:: DATA FOR THE TASK ::
^^^^

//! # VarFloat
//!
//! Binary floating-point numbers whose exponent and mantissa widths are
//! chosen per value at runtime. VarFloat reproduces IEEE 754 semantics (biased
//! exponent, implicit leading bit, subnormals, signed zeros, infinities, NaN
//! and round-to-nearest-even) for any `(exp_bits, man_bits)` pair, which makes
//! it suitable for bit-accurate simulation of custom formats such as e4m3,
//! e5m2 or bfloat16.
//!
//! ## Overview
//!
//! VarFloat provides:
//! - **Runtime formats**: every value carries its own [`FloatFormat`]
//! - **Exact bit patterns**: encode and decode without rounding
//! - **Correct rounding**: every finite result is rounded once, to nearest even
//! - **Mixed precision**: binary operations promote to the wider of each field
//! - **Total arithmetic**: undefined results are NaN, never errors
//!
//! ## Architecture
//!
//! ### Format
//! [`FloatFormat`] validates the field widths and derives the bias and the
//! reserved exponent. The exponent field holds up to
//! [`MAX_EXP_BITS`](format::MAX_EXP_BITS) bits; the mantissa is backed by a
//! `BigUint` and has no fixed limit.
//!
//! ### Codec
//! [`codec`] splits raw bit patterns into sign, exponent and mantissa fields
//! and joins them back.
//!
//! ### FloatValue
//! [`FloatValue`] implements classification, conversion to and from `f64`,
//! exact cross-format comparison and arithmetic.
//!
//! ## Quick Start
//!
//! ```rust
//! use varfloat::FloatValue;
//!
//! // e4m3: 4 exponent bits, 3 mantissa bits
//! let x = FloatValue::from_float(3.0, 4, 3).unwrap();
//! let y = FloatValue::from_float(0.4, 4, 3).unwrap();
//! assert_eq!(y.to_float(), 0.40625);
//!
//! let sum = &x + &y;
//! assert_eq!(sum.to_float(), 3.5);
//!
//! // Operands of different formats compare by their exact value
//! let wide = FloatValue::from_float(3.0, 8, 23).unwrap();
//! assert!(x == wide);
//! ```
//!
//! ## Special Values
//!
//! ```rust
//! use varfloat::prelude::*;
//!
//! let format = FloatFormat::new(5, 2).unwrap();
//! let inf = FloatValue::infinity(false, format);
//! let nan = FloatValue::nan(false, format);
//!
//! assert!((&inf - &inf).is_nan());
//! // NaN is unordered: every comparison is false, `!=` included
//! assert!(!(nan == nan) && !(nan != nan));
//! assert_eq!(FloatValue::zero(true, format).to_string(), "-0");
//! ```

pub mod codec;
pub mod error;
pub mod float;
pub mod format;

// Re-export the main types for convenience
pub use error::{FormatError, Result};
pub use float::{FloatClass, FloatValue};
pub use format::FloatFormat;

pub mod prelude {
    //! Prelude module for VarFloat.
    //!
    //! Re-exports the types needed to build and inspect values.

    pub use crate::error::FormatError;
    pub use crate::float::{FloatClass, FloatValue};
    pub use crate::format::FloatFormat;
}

^^^^

:: PROMPT ::
Determine how many lines in the data contain the string "patterns", and give the number only.

:: PROBLEM SOLUTION ::
2